• [Prompt]: List all lines of the data containing the word "info".
---+---
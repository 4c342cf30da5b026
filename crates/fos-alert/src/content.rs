//! Alert content and variants
//!
//! Each variant fixes which copy an alert shows and which actions it offers
//! for one permission-status scenario.

use crate::localize::{fill, resolve, Localizer};
use crate::permission::{PermissionStatus, PermissionType};

/// Text shown by an alert
#[derive(Debug, Clone, Default, PartialEq, Eq)]
pub struct AlertContent {
    pub title: Option<String>,
    pub message: Option<String>,
    pub cancel_label: Option<String>,
    /// Second action label: "Settings" for denied alerts, "Confirm" for
    /// pre-permission alerts, unused for disabled alerts
    pub primary_label: Option<String>,
}

/// Alert scenario
#[derive(Debug, Clone, Copy, PartialEq, Eq, Hash)]
pub enum AlertVariant {
    /// Capability is turned off at the OS level; nothing to remediate
    Disabled,
    /// User declined earlier; offers a trip to Settings
    Denied,
    /// Status not determined yet; primes the user before the OS prompt
    PrePermission,
}

impl AlertVariant {
    /// Variant a caller would usually pick for `status`.
    ///
    /// Authorized permissions need no alert.
    pub fn for_status(status: PermissionStatus) -> Option<Self> {
        match status {
            PermissionStatus::Disabled => Some(Self::Disabled),
            PermissionStatus::Denied => Some(Self::Denied),
            PermissionStatus::NotDetermined => Some(Self::PrePermission),
            PermissionStatus::Authorized => None,
        }
    }

    /// String-table prefix
    pub fn key(&self) -> &'static str {
        match self {
            Self::Disabled => "disabled",
            Self::Denied => "denied",
            Self::PrePermission => "pre-permission",
        }
    }

    /// Localized copy for `permission_type`
    pub fn content(
        &self,
        permission_type: &PermissionType,
        localizer: &dyn Localizer,
        app_name: &str,
    ) -> AlertContent {
        let type_id = permission_type.id();
        let field = |name: &str| {
            resolve(localizer, self.key(), type_id, name).map(|t| fill(&t, app_name, type_id))
        };

        match self {
            Self::Disabled => AlertContent {
                title: field("title"),
                message: field("message"),
                cancel_label: field("cancel"),
                primary_label: None,
            },
            Self::Denied => AlertContent {
                title: field("title"),
                message: field("message"),
                cancel_label: field("cancel"),
                primary_label: field("primary"),
            },
            Self::PrePermission => AlertContent {
                title: field("title"),
                message: None,
                cancel_label: field("cancel"),
                primary_label: field("primary"),
            },
        }
    }
}

#[cfg(test)]
mod tests {
    use super::*;
    use crate::localize::StringTable;

    const VARIANTS: [AlertVariant; 3] = [
        AlertVariant::Disabled,
        AlertVariant::Denied,
        AlertVariant::PrePermission,
    ];

    #[test]
    fn test_every_type_gets_title_and_cancel() {
        let tables = [StringTable::english(), StringTable::french(), StringTable::new()];
        let mut types = PermissionType::builtin().to_vec();
        types.push(PermissionType::Custom("heart-rate".into()));

        for table in &tables {
            for variant in VARIANTS {
                for ty in &types {
                    let content = variant.content(ty, table, "Widr");
                    let title = content.title.as_deref();
                    let cancel = content.cancel_label.as_deref();
                    assert!(title.is_some_and(|t| !t.is_empty()), "{variant:?} {ty}");
                    assert!(cancel.is_some_and(|t| !t.is_empty()), "{variant:?} {ty}");
                }
            }
        }
    }

    #[test]
    fn test_disabled_contacts_copy() {
        let content = AlertVariant::Disabled.content(
            &PermissionType::Contacts,
            &StringTable::english(),
            "Widr",
        );
        assert_eq!(content.title.as_deref(), Some("Widr does not have access to your contacts"));
        assert_eq!(content.cancel_label.as_deref(), Some("OK"));
        assert!(content.primary_label.is_none());
    }

    #[test]
    fn test_denied_labels() {
        let content = AlertVariant::Denied.content(
            &PermissionType::Notifications,
            &StringTable::english(),
            "Widr",
        );
        assert_eq!(content.cancel_label.as_deref(), Some("Cancel"));
        assert_eq!(content.primary_label.as_deref(), Some("Settings"));
        assert!(content.message.unwrap().contains("Settings"));
    }

    #[test]
    fn test_pre_permission_has_no_message() {
        let content = AlertVariant::PrePermission.content(
            &PermissionType::Camera,
            &StringTable::english(),
            "Widr",
        );
        assert_eq!(content.title.as_deref(), Some("Widr would like to access camera"));
        assert!(content.message.is_none());
        assert_eq!(content.primary_label.as_deref(), Some("Confirm"));
    }

    #[test]
    fn test_unknown_type_is_interpolated_verbatim() {
        let ty = PermissionType::Custom("com.example.Heart_Rate".into());
        for variant in [AlertVariant::Disabled, AlertVariant::Denied] {
            let content = variant.content(&ty, &StringTable::english(), "Widr");
            assert!(content.title.unwrap().contains("com.example.Heart_Rate"));
            assert!(content.message.unwrap().contains("com.example.Heart_Rate"));
        }
    }

    #[test]
    fn test_placeholder_text_in_names_is_kept_literally() {
        let camera = PermissionType::Custom("camera".into());
        let table = StringTable::english();
        let content = AlertVariant::Denied.content(&camera, &table, "My {permission} App");
        assert_eq!(
            content.title.as_deref(),
            Some("My {permission} App does not have access to camera")
        );

        let odd = PermissionType::Custom("x{app}y".into());
        let content = AlertVariant::PrePermission.content(&odd, &StringTable::english(), "Widr");
        assert_eq!(content.title.as_deref(), Some("Widr would like to access x{app}y"));
    }

    #[test]
    fn test_french_copy() {
        let content =
            AlertVariant::Denied.content(&PermissionType::Contacts, &StringTable::french(), "Widr");
        assert_eq!(content.title.as_deref(), Some("Widr n'a pas accès à vos contacts"));
        assert_eq!(content.cancel_label.as_deref(), Some("Annuler"));
        assert_eq!(content.primary_label.as_deref(), Some("Réglages"));
    }

    #[test]
    fn test_for_status() {
        assert_eq!(
            AlertVariant::for_status(PermissionStatus::Denied),
            Some(AlertVariant::Denied)
        );
        assert_eq!(
            AlertVariant::for_status(PermissionStatus::NotDetermined),
            Some(AlertVariant::PrePermission)
        );
        assert_eq!(
            AlertVariant::for_status(PermissionStatus::Disabled),
            Some(AlertVariant::Disabled)
        );
        assert_eq!(AlertVariant::for_status(PermissionStatus::Authorized), None);
    }
}
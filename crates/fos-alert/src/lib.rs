//! fOS Alert - Permission Alert Dialogs
//!
//! Dialogs that tell the user about the state of a device permission and
//! route their choice back to the permission's callback.
//!
//! # Variants
//! - Disabled: capability is off at the OS level; a single OK action
//! - Denied: offers a trip to Settings, reports back once the app is active again
//! - PrePermission: primes the user, then triggers the real OS prompt
//!
//! # Example
//! ```rust,ignore
//! use fos_alert::{AlertConfig, PermissionAlert, Presenter, UiScheduler};
//!
//! let presenter = Presenter::new(UiScheduler::new());
//! let alert = PermissionAlert::denied(permission, host, &AlertConfig::new("Widr"));
//! alert.present(&presenter);
//! ```

mod alert;
mod bridge;
mod config;
mod content;
mod dialog;
mod error;
mod host;
pub mod headless;
pub mod localize;
mod permission;
mod presenter;

pub use alert::PermissionAlert;
pub use bridge::{BridgeState, ForegroundBridge};
pub use config::AlertConfig;
pub use content::{AlertContent, AlertVariant};
pub use dialog::{build_dialog, ActionHandler, ActionStyle, AlertHandlers, Dialog, DialogAction};
pub use error::AlertError;
pub use host::{ForegroundHandler, Host, ObserverId};
pub use localize::{Locale, Localizer, StringTable};
pub use permission::{Callback, Permission, PermissionStatus, PermissionType};
pub use presenter::{Presenter, UiScheduler};

/// Crate version
pub const VERSION: &str = env!("CARGO_PKG_VERSION");
//! Walk through the three alert variants on a headless host

use std::rc::Rc;

use fos_alert::headless::{HeadlessHost, SimulatedPermission};
use fos_alert::{
    AlertConfig, AlertVariant, Dialog, Permission, PermissionAlert, PermissionStatus,
    PermissionType, Presenter, UiScheduler,
};
use tracing_subscriber::EnvFilter;

fn main() -> anyhow::Result<()> {
    tracing_subscriber::fmt()
        .with_env_filter(
            EnvFilter::try_from_default_env().unwrap_or_else(|_| EnvFilter::new("info")),
        )
        .init();

    tracing::info!("fOS alert demo {}", fos_alert::VERSION);

    // Optional JSON config as first argument
    let config = match std::env::args().nth(1) {
        Some(path) => AlertConfig::from_json(&std::fs::read_to_string(path)?)?,
        None => AlertConfig::new("Widr"),
    };

    let host = Rc::new(HeadlessHost::new());
    let presenter = Presenter::new(UiScheduler::new());

    let contacts = Rc::new(SimulatedPermission::new(
        PermissionType::Contacts,
        PermissionStatus::Disabled,
    ));
    let notifications = Rc::new(SimulatedPermission::new(
        PermissionType::Notifications,
        PermissionStatus::Denied,
    ));
    let camera = Rc::new(SimulatedPermission::new(
        PermissionType::Camera,
        PermissionStatus::NotDetermined,
    ));

    for permission in [&contacts, &notifications, &camera] {
        let Some(variant) = AlertVariant::for_status(permission.status()) else {
            continue;
        };
        PermissionAlert::new(variant, permission.clone(), host.clone(), &config)
            .present(&presenter);
    }

    println!("Scheduled {} alerts, {} shown so far", presenter.presented(), host.pending_dialogs());
    presenter.scheduler().run_until_idle();

    // Disabled contacts: the only way out is OK
    if let Some(dialog) = host.take_dialog() {
        print_dialog(&dialog);
        dialog.cancel()?;
    }

    // Denied notifications: go to Settings, flip the switch, come back
    if let Some(dialog) = host.take_dialog() {
        print_dialog(&dialog);
        dialog.confirm()?;
        println!("Opened {:?}, {} observer(s) waiting", host.opened_urls(), host.observer_count());
        notifications.set_status(PermissionStatus::Authorized);
        host.become_active();
    }

    // Pre-permission camera: confirm, then answer the OS prompt
    if let Some(dialog) = host.take_dialog() {
        print_dialog(&dialog);
        dialog.confirm()?;
        camera.resolve_prompt(PermissionStatus::Authorized);
    }

    println!();
    println!("contacts      -> {:?}", contacts.callback_statuses());
    println!("notifications -> {:?}", notifications.callback_statuses());
    println!("camera        -> {:?}", camera.callback_statuses());

    Ok(())
}

fn print_dialog(dialog: &Dialog) {
    println!();
    println!("┌ {}", dialog.title.as_deref().unwrap_or(""));
    if let Some(message) = &dialog.message {
        println!("│ {}", message);
    }
    println!("└ {:?}", dialog.labels());
}
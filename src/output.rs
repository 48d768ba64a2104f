//! Table and JSON output formatting for CLI commands.
//!
//! Entities are rendered generically: each is serialized with `serde_json` and
//! the visible fields of its descriptor become the table columns, titled with
//! the field titles.

use serde::Serialize;
use tabled::builder::Builder;

use prodctl_core::result::AppResult;
use prodctl_core::types::descriptor::{EntityDescriptor, FieldDef};
use prodctl_core::types::pagination::PageResponse;

/// Output format selection
#[derive(Debug, Clone, Copy, Default, PartialEq, Eq, clap::ValueEnum)]
pub enum OutputFormat {
    /// Human-readable table
    #[default]
    Table,
    /// JSON output
    Json,
}

/// Print a list of entities in the selected format
pub fn print_list<T: Serialize>(
    items: &[T],
    descriptor: &EntityDescriptor,
    format: OutputFormat,
) -> AppResult<()> {
    match format {
        OutputFormat::Table => {
            if items.is_empty() {
                println!("No results found.");
            } else {
                println!("{}", render_table(items, descriptor)?);
            }
        }
        OutputFormat::Json => println!("{}", serde_json::to_string_pretty(items)?),
    }
    Ok(())
}

/// Print one page of entities followed by its position
pub fn print_page<T: Serialize>(
    page: &PageResponse<T>,
    descriptor: &EntityDescriptor,
    format: OutputFormat,
) -> AppResult<()> {
    match format {
        OutputFormat::Table => {
            print_list(&page.items, descriptor, format)?;
            println!(
                "Page {} of {} ({} items, {} per page)",
                page.page, page.total_pages, page.total_items, page.page_size
            );
        }
        OutputFormat::Json => println!("{}", serde_json::to_string_pretty(page)?),
    }
    Ok(())
}

/// Print a single entity in the selected format
pub fn print_item<T: Serialize>(
    item: &T,
    descriptor: &EntityDescriptor,
    format: OutputFormat,
) -> AppResult<()> {
    match format {
        OutputFormat::Table => {
            let value = serde_json::to_value(item)?;
            for field in visible_fields(descriptor) {
                print_kv(field.title, &cell(&value[field.name]));
            }
        }
        OutputFormat::Json => println!("{}", serde_json::to_string_pretty(item)?),
    }
    Ok(())
}

/// Print the declared fields of an entity
pub fn print_fields(descriptor: &EntityDescriptor, format: OutputFormat) -> AppResult<()> {
    match format {
        OutputFormat::Table => {
            let mut builder = Builder::default();
            builder.push_record(["Field", "Title", "Sortable", "Searchable", "Hidden"]);
            for field in descriptor.fields() {
                builder.push_record([
                    field.name.to_string(),
                    field.title.to_string(),
                    yes_no(field.sortable),
                    yes_no(descriptor.is_searchable(field.name)),
                    yes_no(field.hidden),
                ]);
            }
            println!("Table: {}", descriptor.table());
            println!("{}", builder.build());
        }
        OutputFormat::Json => {
            let fields: Vec<serde_json::Value> = descriptor
                .fields()
                .iter()
                .map(|field| {
                    serde_json::json!({
                        "name": field.name,
                        "title": field.title,
                        "description": field.description,
                        "sortable": field.sortable,
                        "searchable": descriptor.is_searchable(field.name),
                        "hidden": field.hidden,
                    })
                })
                .collect();
            println!("{}", serde_json::to_string_pretty(&fields)?);
        }
    }
    Ok(())
}

/// Print an error message
pub fn print_error(msg: &str) {
    eprintln!("✗ {}", msg);
}

/// Print a key-value pair
pub fn print_kv(key: &str, value: &str) {
    println!("  {:<24} {}", format!("{}:", key), value);
}

fn render_table<T: Serialize>(items: &[T], descriptor: &EntityDescriptor) -> AppResult<String> {
    let fields: Vec<&FieldDef> = visible_fields(descriptor).collect();

    let mut builder = Builder::default();
    builder.push_record(fields.iter().map(|f| f.title.to_string()));
    for item in items {
        let value = serde_json::to_value(item)?;
        builder.push_record(fields.iter().map(|f| cell(&value[f.name])));
    }
    Ok(builder.build().to_string())
}

fn visible_fields(descriptor: &EntityDescriptor) -> impl Iterator<Item = &FieldDef> {
    descriptor.fields().iter().filter(|f| !f.hidden)
}

fn cell(value: &serde_json::Value) -> String {
    match value {
        serde_json::Value::Null => String::new(),
        serde_json::Value::String(s) => s.clone(),
        other => other.to_string(),
    }
}

fn yes_no(flag: bool) -> String {
    let text = if flag { "yes" } else { "no" };
    text.to_string()
}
---+---
• [Task output]:
            EnvFilter::try_from_default_env().unwrap_or_else(|_| EnvFilter::new("info")),
    tracing::info!("fOS alert demo {}", fos_alert::VERSION);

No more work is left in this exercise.